The intracellular metabolism of Listeria monocytogenes was studied by ¹³C-isotopologue profiling using murine J774A.1 macrophages as host cells. Six hours after infection, bacteria were separated from the macrophages and hydrolyzed. Amino acids were converted into tert-butyl-dimethylsilyl derivatives and subjected to gas chromatography/mass spectrometry. When the macrophages were supplied with [U-¹³C₆]glucose prior to infection, but not during infection, label was detected only in Ala, Asp and Glu of the macrophage and bacterial protein with equal isotope distribution. When [U-¹³C₆]glucose was provided during the infection period, ¹³C label was found again in Ala, Asp and Glu from host and bacterial protein, but also in Ser, Gly, Thr and Val from the bacterial fraction.

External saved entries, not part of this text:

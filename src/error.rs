//! Unified error handling for the bili-comments crate
//!
//! Domain-specific errors live in [`crate::utils::error`]; this module folds
//! them into a single [`Error`] enum for code that crosses module boundaries
//! (storage, CLI), and classifies them for handling strategies.
//!
//! # Architecture
//!
//! - [`ErrorClassify`] - Common interface implemented by all error types
//! - [`ErrorCategory`] - Classification of errors for handling strategies
//! - [`Error`] - Unified error enum wrapping all domain-specific errors

use std::io;
use thiserror::Error;

pub use crate::utils::error::{CollectError, FetchError, ParseError};

/// Common trait for all crate error types
pub trait ErrorClassify: std::error::Error {
    /// Check if this error is transient (a later attempt may succeed)
    fn is_recoverable(&self) -> bool;

    /// Get the error category for handling strategies
    fn category(&self) -> ErrorCategory;
}

/// Classification of errors for handling strategies
#[derive(Debug, Clone, Copy, PartialEq, Eq, Hash)]
pub enum ErrorCategory {
    /// Network-related errors (HTTP, timeout, throttling)
    Network,
    /// Remote API rejected the request
    Api,
    /// Parsing and decoding errors
    Parsing,
    /// Storage and I/O errors
    Storage,
    /// Configuration and validation errors
    Config,
    /// Other/unknown errors
    Other,
}

impl ErrorCategory {
    /// Short human-readable label
    pub fn as_str(&self) -> &'static str {
        match self {
            Self::Network => "network",
            Self::Api => "api",
            Self::Parsing => "parsing",
            Self::Storage => "storage",
            Self::Config => "config",
            Self::Other => "other",
        }
    }
}

impl ErrorClassify for FetchError {
    fn is_recoverable(&self) -> bool {
        match self {
            Self::Http(_) | Self::Timeout | Self::GateClosed => true,
            Self::ServerError(status) => matches!(status, 412 | 429 | 500 | 502 | 503 | 504),
            Self::Api { .. } => true,
            Self::NotFound(_) | Self::Decode(_) => false,
        }
    }

    fn category(&self) -> ErrorCategory {
        match self {
            Self::Http(_) | Self::ServerError(_) | Self::Timeout | Self::GateClosed => {
                ErrorCategory::Network
            }
            Self::Api { .. } | Self::NotFound(_) => ErrorCategory::Api,
            Self::Decode(_) => ErrorCategory::Parsing,
        }
    }
}

impl ErrorClassify for ParseError {
    fn is_recoverable(&self) -> bool {
        false
    }

    fn category(&self) -> ErrorCategory {
        ErrorCategory::Parsing
    }
}

impl ErrorClassify for CollectError {
    fn is_recoverable(&self) -> bool {
        match self {
            Self::InvalidIdentifier(_) | Self::ResourceNotFound(_) => false,
            Self::Resolve(e) => e.is_recoverable(),
            Self::FirstPage(_) => true,
        }
    }

    fn category(&self) -> ErrorCategory {
        match self {
            Self::InvalidIdentifier(_) => ErrorCategory::Parsing,
            Self::Resolve(e) => e.category(),
            Self::ResourceNotFound(_) => ErrorCategory::Api,
            Self::FirstPage(_) => ErrorCategory::Network,
        }
    }
}

/// Unified error type for the crate
#[derive(Error, Debug)]
pub enum Error {
    /// Fetch-specific errors
    #[error("Fetch error: {0}")]
    Fetch(#[from] FetchError),

    /// Collection-level errors
    #[error("Collect error: {0}")]
    Collect(#[from] CollectError),

    /// Input parsing errors
    #[error("Parse error: {0}")]
    Parse(#[from] ParseError),

    /// I/O errors
    #[error("I/O error: {0}")]
    Io(#[from] io::Error),

    /// JSON serialization/deserialization errors
    #[error("JSON error: {0}")]
    Json(#[from] serde_json::Error),

    /// Configuration errors
    #[error("Config error: {0}")]
    Config(String),
}

impl ErrorClassify for Error {
    fn is_recoverable(&self) -> bool {
        match self {
            Self::Fetch(e) => e.is_recoverable(),
            Self::Collect(e) => e.is_recoverable(),
            Self::Parse(e) => e.is_recoverable(),
            Self::Io(_) => true, // I/O errors are often transient
            Self::Json(_) => false,
            Self::Config(_) => false,
        }
    }

    fn category(&self) -> ErrorCategory {
        match self {
            Self::Fetch(e) => e.category(),
            Self::Collect(e) => e.category(),
            Self::Parse(e) => e.category(),
            Self::Io(_) => ErrorCategory::Storage,
            Self::Json(_) => ErrorCategory::Parsing,
            Self::Config(_) => ErrorCategory::Config,
        }
    }
}

impl Error {
    /// Create a configuration error
    pub fn config(msg: impl Into<String>) -> Self {
        Self::Config(msg.into())
    }
}

/// Result type alias using the unified Error type
pub type Result<T> = std::result::Result<T, Error>;
/// Convert a reply list response into a [`CommentPage`]
pub fn convert_page(number: u32, data: &ReplyData) -> CommentPage {
    let total_count = data.page.as_ref().map(|p| p.count).unwrap_or(0);
    let comments = data
        .replies
        .as_deref()
        .unwrap_or_default()
        .iter()
        .map(convert_reply)
        .collect();

    CommentPage {
        number,
        total_count,
        comments,
    }
}

/// Map a non-zero API code to an error
fn api_error(code: i64, message: String, context: &str) -> FetchError {
    if api::NOT_FOUND_CODES.contains(&code) {
        FetchError::NotFound(format!("{context}: {message} ({code})"))
    } else {
        FetchError::Api { code, message }
    }
}

// ============================================================================
// Collaborator Traits
// ============================================================================

/// Result of fetching one comment page
#[derive(Debug, Clone, PartialEq, Eq)]
pub enum FetchOutcome {
    /// Page with at least one comment
    Success(CommentPage),
    /// Valid response without comments; no more pages past this one
    EmptyButValid(CommentPage),
    /// Page lost; the collection continues without it
    TransientFailure(String),
    /// Resource is gone; pagination must stop
    Fatal(String),
}

impl FetchOutcome {
    /// The fetched page, if the call succeeded
    pub fn page(&self) -> Option<&CommentPage> {
        match self {
            Self::Success(page) | Self::EmptyButValid(page) => Some(page),
            Self::TransientFailure(_) | Self::Fatal(_) => None,
        }
    }

    pub fn is_fatal(&self) -> bool {
        matches!(self, Self::Fatal(_))
    }
}

impl From<Result<CommentPage, FetchError>> for FetchOutcome {
    fn from(result: Result<CommentPage, FetchError>) -> Self {
        match result {
            Ok(page) if page.is_empty() => Self::EmptyButValid(page),
            Ok(page) => Self::Success(page),
            Err(e) if e.is_not_found() => Self::Fatal(e.to_string()),
            Err(e) => Self::TransientFailure(e.to_string()),
        }
    }
}

/// Fetches one page of a comment thread
///
/// Implementations issue exactly one remote call and never retry.
#[async_trait]
pub trait PageFetcher: Send + Sync {
    async fn fetch_page(
        &self,
        resource_id: u64,
        page: u32,
        credential: Option<&Credential>,
    ) -> FetchOutcome;
}

/// Resolves a user-facing video reference to its internal id and title
#[async_trait]
pub trait ResourceResolver: Send + Sync {
    async fn resolve(
        &self,
        video: &VideoRef,
        credential: Option<&Credential>,
    ) -> Result<ResourceInfo, FetchError>;
}

// ============================================================================
// Comment API Client
// ============================================================================

/// Comment API client
pub struct CommentClient {
    fetcher: BiliFetcher,
    sort: SortOrder,
    page_size: u32,
}

impl CommentClient {
    /// Create a video comment client over an existing fetcher
    pub fn new(fetcher: BiliFetcher) -> Self {
        Self {
            fetcher,
            sort: SortOrder::default(),
            page_size: api::PAGE_SIZE,
        }
    }

    /// Create from configuration
    pub fn from_config(config: &Config) -> Result<Self, FetchError> {
        let fetcher = BiliFetcher::from_config(config)?;
        Ok(Self::new(fetcher)
            .with_sort(config.collector.sort)
            .with_page_size(config.collector.page_size))
    }

    pub fn with_sort(mut self, sort: SortOrder) -> Self {
        self.sort = sort;
        self
    }

    pub fn with_page_size(mut self, page_size: u32) -> Self {
        self.page_size = page_size.max(1);
        self
    }

    /// Query parameters for one reply page
    pub fn reply_query(&self, resource_id: u64, page: u32) -> Vec<(&'static str, String)> {
        vec![
            ("type", api::VIDEO_TYPE.to_string()),
            ("oid", resource_id.to_string()),
            ("pn", page.to_string()),
            ("ps", self.page_size.to_string()),
            ("sort", self.sort.sort_code().to_string()),
        ]
    }

    /// Fetch and convert one reply page
    ///
    /// # Errors
    ///
    /// `FetchError::NotFound` when the thread is gone, any other variant for
    /// transport or API trouble
    pub async fn fetch_reply_page(
        &self,
        resource_id: u64,
        page: u32,
        credential: Option<&Credential>,
    ) -> Result<CommentPage, FetchError> {
        let query = self.reply_query(resource_id, page);
        let envelope = self
            .fetcher
            .get_json::<ReplyData>(api::REPLY_PATH, &query, credential)
            .await?;

        if envelope.code != 0 {
            return Err(api_error(
                envelope.code,
                envelope.message,
                &format!("comments of {resource_id}"),
            ));
        }

        let data = envelope.data.unwrap_or_default();
        Ok(convert_page(page, &data))
    }
}
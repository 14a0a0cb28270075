//! Common test utilities

#![allow(dead_code)]

use async_trait::async_trait;
use bili_comments::crawler::{ConcurrencyGate, FetchOutcome, PageFetcher, ResourceResolver, VideoRef};
use bili_comments::models::{CommentNode, CommentPage, Credential, Progress, ResourceInfo};
use bili_comments::utils::error::FetchError;
use serde_json::{json, Value};
use std::collections::HashMap;
use std::sync::atomic::{AtomicUsize, Ordering};
use std::sync::Mutex;
use std::time::Duration;

/// Top-level comments placed on each scripted page
pub const COMMENTS_PER_PAGE: usize = 2;

/// Create a comment node with default values
pub fn comment_node(id: &str, replies: Vec<CommentNode>) -> CommentNode {
    CommentNode {
        id: id.to_string(),
        author: format!("user-{id}"),
        author_level: Some(4),
        message: format!("message {id}"),
        likes: 10,
        ctime: 1_700_000_000,
        reply_count: replies.len() as u64,
        replies,
        ..Default::default()
    }
}

/// Page with `COMMENTS_PER_PAGE` comments, each carrying one nested reply
///
/// Ids are `p{page}-c{i}` and `p{page}-c{i}-r0`.
pub fn scripted_page(number: u32, total_count: u64) -> CommentPage {
    let comments = (0..COMMENTS_PER_PAGE)
        .map(|i| {
            let id = format!("p{number}-c{i}");
            let reply = comment_node(&format!("{id}-r0"), vec![]);
            comment_node(&id, vec![reply])
        })
        .collect();

    CommentPage {
        number,
        total_count,
        comments,
    }
}

/// Record ids `scripted_page` produces for the given pages, in order
pub fn expected_ids(pages: impl IntoIterator<Item = u32>) -> Vec<String> {
    pages
        .into_iter()
        .flat_map(|p| {
            (0..COMMENTS_PER_PAGE)
                .flat_map(move |i| [format!("p{p}-c{i}"), format!("p{p}-c{i}-r0")])
        })
        .collect()
}

/// Gate with a tiny pace and a quota that never throttles tests
pub fn fast_gate(max_in_flight: usize) -> ConcurrencyGate {
    ConcurrencyGate::new(max_in_flight, Duration::from_millis(1), 10_000)
}

/// Scripted behaviour of one page
#[derive(Debug, Clone, Copy, PartialEq, Eq)]
pub enum Script {
    Comments,
    Empty,
    Transient,
    Fatal,
}

/// In-memory fetcher answering from a per-page script
pub struct ScriptedFetcher {
    total_count: u64,
    scripts: HashMap<u32, Script>,
    delays: HashMap<u32, Duration>,
    default_delay: Duration,
    resource: Option<ResourceInfo>,
    calls: Mutex<Vec<u32>>,
    in_flight: AtomicUsize,
    peak: AtomicUsize,
}

impl ScriptedFetcher {
    /// Every page returns comments; page 1 reports `total_count`
    pub fn new(total_count: u64) -> Self {
        Self {
            total_count,
            scripts: HashMap::new(),
            delays: HashMap::new(),
            default_delay: Duration::from_millis(1),
            resource: Some(ResourceInfo {
                id: 170_001,
                bvid: "BV17x411w7KC".to_string(),
                title: "scripted video".to_string(),
            }),
            calls: Mutex::new(Vec::new()),
            in_flight: AtomicUsize::new(0),
            peak: AtomicUsize::new(0),
        }
    }

    pub fn with_script(mut self, page: u32, script: Script) -> Self {
        self.scripts.insert(page, script);
        self
    }

    pub fn with_delay(mut self, page: u32, delay: Duration) -> Self {
        self.delays.insert(page, delay);
        self
    }

    pub fn with_default_delay(mut self, delay: Duration) -> Self {
        self.default_delay = delay;
        self
    }

    /// Resolution fails as not found
    pub fn without_resource(mut self) -> Self {
        self.resource = None;
        self
    }

    /// Pages requested, in call order
    pub fn calls(&self) -> Vec<u32> {
        self.calls.lock().unwrap().clone()
    }

    /// Highest number of simultaneous fetches observed
    pub fn peak_in_flight(&self) -> usize {
        self.peak.load(Ordering::SeqCst)
    }
}

#[async_trait]
impl PageFetcher for ScriptedFetcher {
    async fn fetch_page(
        &self,
        _resource_id: u64,
        page: u32,
        _credential: Option<&Credential>,
    ) -> FetchOutcome {
        self.calls.lock().unwrap().push(page);
        let now = self.in_flight.fetch_add(1, Ordering::SeqCst) + 1;
        self.peak.fetch_max(now, Ordering::SeqCst);

        let delay = self.delays.get(&page).copied().unwrap_or(self.default_delay);
        tokio::time::sleep(delay).await;

        self.in_flight.fetch_sub(1, Ordering::SeqCst);

        match self.scripts.get(&page).copied().unwrap_or(Script::Comments) {
            Script::Comments => FetchOutcome::Success(scripted_page(page, self.total_count)),
            Script::Empty => FetchOutcome::EmptyButValid(CommentPage::empty(page, self.total_count)),
            Script::Transient => FetchOutcome::TransientFailure("HTTP 412".to_string()),
            Script::Fatal => FetchOutcome::Fatal("comments closed".to_string()),
        }
    }
}

#[async_trait]
impl ResourceResolver for ScriptedFetcher {
    async fn resolve(
        &self,
        video: &VideoRef,
        _credential: Option<&Credential>,
    ) -> Result<ResourceInfo, FetchError> {
        self.resource
            .clone()
            .ok_or_else(|| FetchError::NotFound(format!("{video} does not exist")))
    }
}

/// Progress reporter recording every update
#[derive(Default)]
pub struct RecordingProgress {
    updates: Mutex<Vec<Progress>>,
}

impl RecordingProgress {
    pub fn updates(&self) -> Vec<Progress> {
        self.updates.lock().unwrap().clone()
    }
}

impl bili_comments::crawler::ProgressReporter for RecordingProgress {
    fn report(&self, progress: &Progress) {
        self.updates.lock().unwrap().push(progress.clone());
    }
}

// ============================================================================
// API payloads
// ============================================================================

/// Raw reply JSON as the reply API returns it
pub fn raw_reply(rpid: u64, message: &str, replies: Vec<Value>) -> Value {
    json!({
        "rpid": rpid,
        "rpid_str": rpid.to_string(),
        "ctime": 1_700_000_000 + rpid,
        "like": rpid % 7,
        "count": replies.len(),
        "member": {
            "uname": format!("user{rpid}"),
            "sex": "保密",
            "level_info": { "current_level": 5 }
        },
        "content": { "message": message },
        "replies": replies
    })
}

/// Reply list envelope for one page with `ids` as top-level comments
pub fn reply_page_body(page: u32, total_count: u64, ids: &[u64]) -> Value {
    let replies: Vec<Value> = ids
        .iter()
        .map(|&id| {
            let nested = raw_reply(id * 100, &format!("reply to {id}"), vec![]);
            raw_reply(id, &format!("comment {id}"), vec![nested])
        })
        .collect();

    json!({
        "code": 0,
        "message": "0",
        "data": {
            "page": { "num": page, "size": 20, "count": total_count, "acount": total_count * 2 },
            "replies": replies
        }
    })
}

/// Envelope with a non-zero API code
pub fn api_error_body(code: i64, message: &str) -> Value {
    json!({ "code": code, "message": message, "data": null })
}

/// Video view envelope
pub fn view_body(aid: u64, bvid: &str, title: &str) -> Value {
    json!({
        "code": 0,
        "message": "0",
        "data": { "aid": aid, "bvid": bvid, "title": title }
    })
}
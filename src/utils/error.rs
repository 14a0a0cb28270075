//! Error types for the comment collector
//!
//! This module defines the domain-specific error types used throughout the crate.

use thiserror::Error;

/// Errors that can occur while talking to the Bilibili API
#[derive(Error, Debug)]
pub enum FetchError {
    /// HTTP request error
    #[error("HTTP request failed: {0}")]
    Http(#[from] reqwest::Error),

    /// Non-success HTTP status
    #[error("Server error: {0}")]
    ServerError(u16),

    /// Request timeout
    #[error("Request timeout")]
    Timeout,

    /// API envelope carried a non-zero code
    #[error("API error {code}: {message}")]
    Api { code: i64, message: String },

    /// The requested resource does not exist or its comments are unavailable
    #[error("Resource not found: {0}")]
    NotFound(String),

    /// Response body could not be decoded
    #[error("Decoding error: {0}")]
    Decode(String),

    /// Concurrency gate was closed before a permit was granted
    #[error("Concurrency gate closed")]
    GateClosed,
}

impl FetchError {
    /// Whether this error means the resource itself is gone (not worth retrying
    /// or paging further)
    pub fn is_not_found(&self) -> bool {
        matches!(self, Self::NotFound(_))
    }
}

/// Errors that can occur while parsing user input
#[derive(Error, Debug, Clone, PartialEq, Eq)]
pub enum ParseError {
    /// Input holds neither a BV id nor an av id
    #[error("Cannot find a BV or av id in: {0}")]
    InvalidIdentifier(String),
}

/// Collection-level failures
///
/// Only identifier resolution and the first page can fail a collection;
/// later pages are absorbed into the report statistics.
#[derive(Error, Debug)]
pub enum CollectError {
    /// Identifier could not be parsed
    #[error(transparent)]
    InvalidIdentifier(#[from] ParseError),

    /// Video metadata lookup failed
    #[error("Failed to resolve video: {0}")]
    Resolve(#[source] FetchError),

    /// Video or its comment thread does not exist
    #[error("Resource not found: {0}")]
    ResourceNotFound(String),

    /// First page could not be fetched, so no plan can be made
    #[error("Failed to fetch first comment page: {0}")]
    FirstPage(String),
}

#[cfg(test)]
mod tests {
    use super::*;

    #[test]
    fn test_not_found_detection() {
        assert!(FetchError::NotFound("BV1xx411c7mD".to_string()).is_not_found());
        assert!(!FetchError::ServerError(404).is_not_found());
        assert!(!FetchError::Timeout.is_not_found());
    }

    #[test]
    fn test_api_error_display() {
        let err = FetchError::Api {
            code: -412,
            message: "请求被拦截".to_string(),
        };
        assert_eq!(err.to_string(), "API error -412: 请求被拦截");
    }

    #[test]
    fn test_collect_error_from_parse_error() {
        let err: CollectError = ParseError::InvalidIdentifier("b23.tv/abc".to_string()).into();
        assert!(matches!(err, CollectError::InvalidIdentifier(_)));
        assert_eq!(err.to_string(), "Cannot find a BV or av id in: b23.tv/abc");
    }
}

Mutants of L. monocytogenes defective in the uptake and catabolism of the C₃-metabolites, glycerol and/or dihydroxyacetone, showed reduced incorporation of [U-¹³C₆]glucose into bacterial amino acids under the same experimental settings. The ¹³C pattern suggests that (i) significant fractions (50–100%) of bacterial amino acids were provided by the host cell, (ii) a C₃-metabolite can serve as carbon source for L. monocytogenes under intracellular conditions and (iii) bacterial biosynthesis of Asp, Thr and Glu proceeds via oxaloacetate by carboxylation of pyruvate.